Basics

I’m a PhD candidate in the Department of Political Science at Washington University. I study comparative politics with a focus on the European Union. I also specialize in political methodology, and I find that the advanced industrial democracies are an especially rich source of data. My dissertation deals with the European Court of Justice, developing measures and models of outcomes and member state preferences. (See below)

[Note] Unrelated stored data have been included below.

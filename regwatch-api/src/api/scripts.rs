//! Maintenance scripts

use axum::{extract::State, routing::post, Json, Router};
use serde::Serialize;

use crate::services::ResetSummary;
use crate::{error::ApiResult, AppState};

#[derive(Debug, Serialize)]
pub struct ResetResponse {
    pub success: bool,
    pub message: String,
    pub summary: ResetSummary,
}

/// POST /scripts/reset
///
/// Drops audit reports, source contents and sources; features stay but go
/// back to `pending`.
pub async fn reset(State(state): State<AppState>) -> ApiResult<Json<ResetResponse>> {
    let summary = state.reset.reset().await?;
    Ok(Json(ResetResponse {
        success: true,
        message: "Reset completed".to_string(),
        summary,
    }))
}

pub fn script_routes() -> Router<AppState> {
    Router::new().route("/scripts/reset", post(reset))
}
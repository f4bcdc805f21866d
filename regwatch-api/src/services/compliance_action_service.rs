//! Audit report review actions
//!
//! - execute: apply the proposed status if the report needs action
//! - dismiss: mark the report dismissed and restore the feature's original status
//! - verify: mark the report verified and set the proposed status
//!
//! The actions are not mutually exclusive: any of them may run on a report in
//! any review state. Acting on an already reviewed report is logged.

use super::{AuditReportService, FeatureService, ServiceResult};
use regwatch_common::models::{AuditReport, AuditReportStatus};
use tracing::{info, warn};

#[derive(Clone)]
pub struct ComplianceActionService {
    audit_reports: AuditReportService,
    features: FeatureService,
}

impl ComplianceActionService {
    pub fn new(audit_reports: AuditReportService, features: FeatureService) -> Self {
        Self {
            audit_reports,
            features,
        }
    }

    /// Apply the report's proposed status when `needs_action` is set
    ///
    /// The report's own review status is left unchanged.
    pub async fn execute(&self, audit_report_id: &str) -> ServiceResult<AuditReport> {
        let report = self.audit_reports.get(audit_report_id).await?;
        warn_if_reviewed(&report, "execute");

        if report.needs_action {
            self.features
                .update_status(&report.feature_id, report.status_change_to)
                .await?;
            info!(
                "Executed audit report {}: feature {} -> {}",
                report.id, report.feature_id, report.status_change_to
            );
        } else {
            self.features.get(&report.feature_id).await?;
            info!("Audit report {} needs no action", report.id);
        }

        Ok(report)
    }

    pub async fn dismiss(&self, audit_report_id: &str) -> ServiceResult<AuditReport> {
        let report = self.audit_reports.get(audit_report_id).await?;
        warn_if_reviewed(&report, "dismiss");

        // Fail on a dangling feature reference before touching the report.
        self.features.get(&report.feature_id).await?;

        let report = self
            .audit_reports
            .update_status(audit_report_id, AuditReportStatus::Dismissed)
            .await?;
        self.features
            .update_status(&report.feature_id, report.original_status)
            .await?;

        info!(
            "Dismissed audit report {}: feature {} restored to {}",
            report.id, report.feature_id, report.original_status
        );
        Ok(report)
    }

    pub async fn verify(&self, audit_report_id: &str) -> ServiceResult<AuditReport> {
        let report = self.audit_reports.get(audit_report_id).await?;
        warn_if_reviewed(&report, "verify");

        // Fail on a dangling feature reference before touching the report.
        self.features.get(&report.feature_id).await?;

        let report = self
            .audit_reports
            .update_status(audit_report_id, AuditReportStatus::Verified)
            .await?;
        self.features
            .update_status(&report.feature_id, report.status_change_to)
            .await?;

        info!(
            "Verified audit report {}: feature {} set to {}",
            report.id, report.feature_id, report.status_change_to
        );
        Ok(report)
    }
}

fn warn_if_reviewed(report: &AuditReport, action: &str) {
    if report.status.is_terminal() {
        warn!(
            "Running {} on audit report {} which is already {}",
            action, report.id, report.status
        );
    }
}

In the Spring of 2009 I was in Paris with the Groupe Sociétés, Religions, Laïcités (GSRL). Besides eating beaucoup de croissants, I conducted some useful fieldwork there as well as at the ECJ in Luxembourg.

Dissertation Abstract

The European Court of Justice (ECJ) has fostered the development of a common European legal order, and in doing so, has asserted itself and its supremacy more, and more successfully, than any other international court. It has maintained features of international courts such as its composition of one judge per member state, while employing other tools of national high courts such as en banc decisions and organization into chambers, that together hide internal dissent and shield the ECJ from direct monitoring or curbing by the member states. The same shield has frustrated efforts to quantify the court’s responsiveness to member states, with limited evidence that the ECJ yields to some member-state interest some of the time, but nonetheless has advanced integration beyond national governments’ wishes. This equivocation arises at least in part from a failure to include relevant information about the court’s composition and organization.